Start of Exercise inputs

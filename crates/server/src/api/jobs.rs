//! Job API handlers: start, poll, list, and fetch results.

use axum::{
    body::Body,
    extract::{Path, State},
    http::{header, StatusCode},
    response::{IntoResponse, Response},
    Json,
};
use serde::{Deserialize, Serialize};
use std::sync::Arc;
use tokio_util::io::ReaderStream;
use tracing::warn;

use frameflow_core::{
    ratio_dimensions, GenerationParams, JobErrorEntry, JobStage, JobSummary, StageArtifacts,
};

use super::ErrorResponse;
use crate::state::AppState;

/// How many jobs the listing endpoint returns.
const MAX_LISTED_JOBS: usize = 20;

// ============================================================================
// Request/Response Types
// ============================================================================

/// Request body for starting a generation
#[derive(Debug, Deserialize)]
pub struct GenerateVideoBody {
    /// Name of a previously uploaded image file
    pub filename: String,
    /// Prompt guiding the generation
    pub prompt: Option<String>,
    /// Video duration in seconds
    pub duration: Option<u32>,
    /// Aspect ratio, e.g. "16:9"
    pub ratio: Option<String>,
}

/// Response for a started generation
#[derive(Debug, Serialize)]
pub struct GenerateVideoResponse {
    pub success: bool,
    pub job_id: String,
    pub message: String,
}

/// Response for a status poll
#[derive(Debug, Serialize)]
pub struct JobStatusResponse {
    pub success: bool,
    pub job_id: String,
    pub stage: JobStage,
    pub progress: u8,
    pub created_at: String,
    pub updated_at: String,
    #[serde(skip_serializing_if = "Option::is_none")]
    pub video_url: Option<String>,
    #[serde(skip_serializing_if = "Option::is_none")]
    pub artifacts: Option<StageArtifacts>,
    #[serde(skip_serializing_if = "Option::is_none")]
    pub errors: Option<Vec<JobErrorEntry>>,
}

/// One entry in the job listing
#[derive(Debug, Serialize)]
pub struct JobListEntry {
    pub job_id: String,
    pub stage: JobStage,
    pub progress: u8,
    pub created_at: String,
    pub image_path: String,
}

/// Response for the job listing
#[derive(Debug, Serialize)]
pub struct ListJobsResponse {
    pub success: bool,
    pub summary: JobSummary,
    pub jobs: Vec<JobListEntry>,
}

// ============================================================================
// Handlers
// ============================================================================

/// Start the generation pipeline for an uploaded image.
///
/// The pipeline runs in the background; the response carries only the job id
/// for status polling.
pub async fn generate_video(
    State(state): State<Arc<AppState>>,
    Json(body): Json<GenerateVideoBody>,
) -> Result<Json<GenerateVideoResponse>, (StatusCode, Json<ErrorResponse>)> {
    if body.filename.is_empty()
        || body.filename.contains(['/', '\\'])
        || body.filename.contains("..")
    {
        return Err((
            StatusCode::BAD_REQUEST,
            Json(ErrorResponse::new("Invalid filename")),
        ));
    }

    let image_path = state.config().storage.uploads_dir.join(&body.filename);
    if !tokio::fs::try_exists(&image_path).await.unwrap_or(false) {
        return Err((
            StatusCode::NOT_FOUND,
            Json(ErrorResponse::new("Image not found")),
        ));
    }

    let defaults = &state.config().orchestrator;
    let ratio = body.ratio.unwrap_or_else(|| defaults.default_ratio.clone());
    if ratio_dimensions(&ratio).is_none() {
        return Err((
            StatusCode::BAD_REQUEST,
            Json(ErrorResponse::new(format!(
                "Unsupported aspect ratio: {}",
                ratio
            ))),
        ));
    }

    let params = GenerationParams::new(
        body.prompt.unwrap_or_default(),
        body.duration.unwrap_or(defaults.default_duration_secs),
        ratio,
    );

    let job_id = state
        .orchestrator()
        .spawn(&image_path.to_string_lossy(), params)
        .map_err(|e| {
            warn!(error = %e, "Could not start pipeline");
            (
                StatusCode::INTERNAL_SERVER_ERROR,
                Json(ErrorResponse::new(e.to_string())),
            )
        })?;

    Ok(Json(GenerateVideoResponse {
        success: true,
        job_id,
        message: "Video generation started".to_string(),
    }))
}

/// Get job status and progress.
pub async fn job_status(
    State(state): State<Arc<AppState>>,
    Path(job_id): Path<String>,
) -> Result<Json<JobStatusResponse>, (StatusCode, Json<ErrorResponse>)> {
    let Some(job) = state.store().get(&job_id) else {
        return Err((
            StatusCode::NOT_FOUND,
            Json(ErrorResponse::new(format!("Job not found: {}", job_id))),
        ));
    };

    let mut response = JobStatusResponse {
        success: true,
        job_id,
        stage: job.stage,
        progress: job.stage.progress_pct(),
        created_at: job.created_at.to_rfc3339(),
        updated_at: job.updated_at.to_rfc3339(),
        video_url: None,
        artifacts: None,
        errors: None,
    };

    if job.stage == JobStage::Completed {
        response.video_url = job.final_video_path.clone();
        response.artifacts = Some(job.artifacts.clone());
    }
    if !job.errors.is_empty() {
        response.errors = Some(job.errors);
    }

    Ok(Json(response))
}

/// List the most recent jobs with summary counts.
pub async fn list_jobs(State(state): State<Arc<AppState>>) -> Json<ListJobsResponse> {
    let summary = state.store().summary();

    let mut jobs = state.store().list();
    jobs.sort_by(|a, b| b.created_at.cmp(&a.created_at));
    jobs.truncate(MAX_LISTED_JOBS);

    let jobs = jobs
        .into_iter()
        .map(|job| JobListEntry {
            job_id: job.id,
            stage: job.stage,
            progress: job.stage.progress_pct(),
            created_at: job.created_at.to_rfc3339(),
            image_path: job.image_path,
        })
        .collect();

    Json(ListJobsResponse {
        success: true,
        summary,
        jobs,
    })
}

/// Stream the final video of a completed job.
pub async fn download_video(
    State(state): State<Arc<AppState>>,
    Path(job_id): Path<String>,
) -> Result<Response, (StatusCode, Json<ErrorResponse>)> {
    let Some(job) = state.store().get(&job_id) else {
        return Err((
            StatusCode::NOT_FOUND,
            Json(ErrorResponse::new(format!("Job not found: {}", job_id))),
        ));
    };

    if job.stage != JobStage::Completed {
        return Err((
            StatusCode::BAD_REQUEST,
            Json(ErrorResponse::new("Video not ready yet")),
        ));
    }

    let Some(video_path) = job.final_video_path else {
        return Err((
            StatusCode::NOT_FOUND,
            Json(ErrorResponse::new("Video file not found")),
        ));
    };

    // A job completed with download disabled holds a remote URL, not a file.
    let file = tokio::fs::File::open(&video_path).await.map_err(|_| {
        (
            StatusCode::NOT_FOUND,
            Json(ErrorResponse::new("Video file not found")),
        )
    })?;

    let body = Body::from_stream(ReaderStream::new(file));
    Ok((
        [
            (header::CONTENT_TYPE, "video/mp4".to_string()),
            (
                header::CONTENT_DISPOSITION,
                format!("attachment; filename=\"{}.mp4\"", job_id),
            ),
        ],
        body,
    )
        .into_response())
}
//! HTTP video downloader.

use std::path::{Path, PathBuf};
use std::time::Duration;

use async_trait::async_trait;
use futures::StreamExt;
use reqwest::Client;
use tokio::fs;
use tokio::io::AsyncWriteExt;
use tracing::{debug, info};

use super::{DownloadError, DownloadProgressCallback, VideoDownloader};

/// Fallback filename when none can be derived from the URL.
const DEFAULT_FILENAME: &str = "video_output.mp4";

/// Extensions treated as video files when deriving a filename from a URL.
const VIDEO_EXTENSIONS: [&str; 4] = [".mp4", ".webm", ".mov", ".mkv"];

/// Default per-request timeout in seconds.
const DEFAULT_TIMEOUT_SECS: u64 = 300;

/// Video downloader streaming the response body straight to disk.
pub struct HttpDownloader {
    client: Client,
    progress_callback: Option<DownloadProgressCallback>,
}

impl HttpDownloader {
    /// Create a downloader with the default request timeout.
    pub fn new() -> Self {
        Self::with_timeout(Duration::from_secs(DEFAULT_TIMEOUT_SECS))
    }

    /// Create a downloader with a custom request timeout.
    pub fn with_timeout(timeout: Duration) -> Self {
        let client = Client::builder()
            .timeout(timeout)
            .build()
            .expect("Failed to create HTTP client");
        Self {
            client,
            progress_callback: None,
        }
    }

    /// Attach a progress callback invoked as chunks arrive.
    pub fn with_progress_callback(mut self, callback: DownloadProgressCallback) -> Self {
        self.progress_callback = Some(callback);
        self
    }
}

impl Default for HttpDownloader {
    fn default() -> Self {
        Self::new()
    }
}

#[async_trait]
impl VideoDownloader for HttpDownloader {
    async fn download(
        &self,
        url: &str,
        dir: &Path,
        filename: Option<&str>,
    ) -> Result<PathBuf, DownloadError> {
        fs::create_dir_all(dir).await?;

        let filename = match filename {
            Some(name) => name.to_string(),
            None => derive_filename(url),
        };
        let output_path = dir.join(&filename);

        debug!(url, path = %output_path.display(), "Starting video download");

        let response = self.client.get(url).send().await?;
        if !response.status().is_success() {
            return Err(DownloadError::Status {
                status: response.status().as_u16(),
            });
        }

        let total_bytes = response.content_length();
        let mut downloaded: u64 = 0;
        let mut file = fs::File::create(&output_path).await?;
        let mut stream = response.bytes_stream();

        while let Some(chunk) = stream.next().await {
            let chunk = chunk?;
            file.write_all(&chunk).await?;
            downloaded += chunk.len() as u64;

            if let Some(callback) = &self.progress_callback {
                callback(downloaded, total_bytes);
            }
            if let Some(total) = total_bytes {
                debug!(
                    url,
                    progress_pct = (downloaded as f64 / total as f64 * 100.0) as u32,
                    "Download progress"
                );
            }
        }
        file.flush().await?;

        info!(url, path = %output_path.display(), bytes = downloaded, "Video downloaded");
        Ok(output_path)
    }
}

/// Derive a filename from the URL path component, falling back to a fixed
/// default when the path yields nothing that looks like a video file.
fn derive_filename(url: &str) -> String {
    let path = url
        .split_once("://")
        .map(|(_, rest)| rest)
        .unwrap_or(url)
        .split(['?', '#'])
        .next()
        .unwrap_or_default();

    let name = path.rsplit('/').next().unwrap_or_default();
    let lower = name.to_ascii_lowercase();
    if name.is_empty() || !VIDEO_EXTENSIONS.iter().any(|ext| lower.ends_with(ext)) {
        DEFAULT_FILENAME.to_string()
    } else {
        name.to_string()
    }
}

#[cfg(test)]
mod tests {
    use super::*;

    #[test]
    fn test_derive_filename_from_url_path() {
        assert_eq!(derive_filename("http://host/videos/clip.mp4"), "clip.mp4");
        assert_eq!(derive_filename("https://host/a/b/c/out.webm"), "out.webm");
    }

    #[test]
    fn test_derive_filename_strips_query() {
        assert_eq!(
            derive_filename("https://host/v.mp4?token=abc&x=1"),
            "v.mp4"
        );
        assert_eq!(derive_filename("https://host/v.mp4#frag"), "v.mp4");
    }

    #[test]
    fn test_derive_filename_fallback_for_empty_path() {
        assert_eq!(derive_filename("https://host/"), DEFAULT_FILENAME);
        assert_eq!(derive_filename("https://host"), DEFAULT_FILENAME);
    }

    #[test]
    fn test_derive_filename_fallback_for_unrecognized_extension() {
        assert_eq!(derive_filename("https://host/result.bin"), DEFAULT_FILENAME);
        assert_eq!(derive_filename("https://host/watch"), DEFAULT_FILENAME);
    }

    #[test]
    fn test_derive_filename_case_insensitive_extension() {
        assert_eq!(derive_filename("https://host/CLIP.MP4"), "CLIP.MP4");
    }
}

End of Exercise inputs

## Work task
The answer must be every line from the records above that contains the word "downloaded", copied out.

## Exercise result
        let mut downloaded: u64 = 0;
            downloaded += chunk.len() as u64;
                callback(downloaded, total_bytes);
                    progress_pct = (downloaded as f64 / total as f64 * 100.0) as u32,
        info!(url, path = %output_path.display(), bytes = downloaded, "Video downloaded");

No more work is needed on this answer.